Nie może być tak że robimy zapas w kilku pomieszczeniach 100 % a w innych 20 czy 200 % .

Wtedy pojawią się problemy podobne do tych które występują w podłogówce w ogóle nie policzonej i robionej na oko P. Kazika .

Bez urazy dla P. Kazików  :wink:

----------


## lukasov

Proszę o pomoc, informacje/schemat jak najprościej - efektywniej podłączyć rozdzielacz z parteru i rozdzielacz z poddasza z piecem kondensacyjnym. Mam piec beretta Kompakt Green 16S e.s.i. i tylko ogrzewanie podłogowe.

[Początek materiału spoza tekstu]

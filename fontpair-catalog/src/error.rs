use thiserror::Error;

/// Errors produced while fetching or decoding the font catalog and font assets.
#[derive(Debug, Error)]
pub enum CatalogError {
    /// Transport failure or non-2xx response.
    #[error("request to '{url}' failed: {source}")]
    Http {
        url: String,
        #[source]
        source: ureq::Error,
    },

    /// Reading a local catalog or asset file failed.
    #[error("failed to read '{path}': {source}")]
    Io {
        path: String,
        #[source]
        source: std::io::Error,
    },

    /// The catalog body was not the expected JSON shape.
    #[error("catalog is not valid JSON: {0}")]
    Parse(#[from] serde_json::Error),

    /// Rejected before any request was made.
    #[error("invalid URL '{url}': {reason}")]
    InvalidUrl { url: String, reason: String },

    /// Body exceeded the configured size cap.
    #[error("'{source_name}' exceeds the {limit} byte limit")]
    TooLarge { source_name: String, limit: u64 },
}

Na chwilę obecną piec z rozdzielaczami połączony jest przez "CONNECT AT - BT (moduł dwóch stref grzewczych) umożliwia w niezwykle prosty sposób podłączenie dwóch obiegów grzewczych. fabrycznie dobrane sondy, elektronika, zawór mieszający oraz armatura gwarantuje niezawodność funkcjonowania modułu." Niestety według mnie nie działa to właściwie. problem jest w utrzymaniu stałej temperatury zasilania. Na spotkaniu z instalatorem chciałbym aby to zmienił na sprawdzony układ.

----------


## Piczman

Nie rozumiem Twojego problemu z temp. zasilania !?

Póki nie wrzucisz tu schematu to niewiele można pomóc  :sad:

----------


## lukasov

> Póki nie wrzucisz tu schematu to niewiele można pomóc







> Nie rozumiem Twojego problemu z temp. zasilania !?


Np na piecu ustawiam tem zasilania obiegu kotłowego na 28 C. i gdy piec pracuje (grzeje obieg kotłowy) to zasilenie partetu, pomiar wykonanany za pompą w tej skrzynce ma około 29 -30 C. Po jakimś czasie gdy piec się wyłączy i pokazuje na wyświetlaczu 26 C to zasilenie parteru to 22 C. Według producenta to ten obieg do którego podłączony jest parter przeznaczony jest do kaloryferów.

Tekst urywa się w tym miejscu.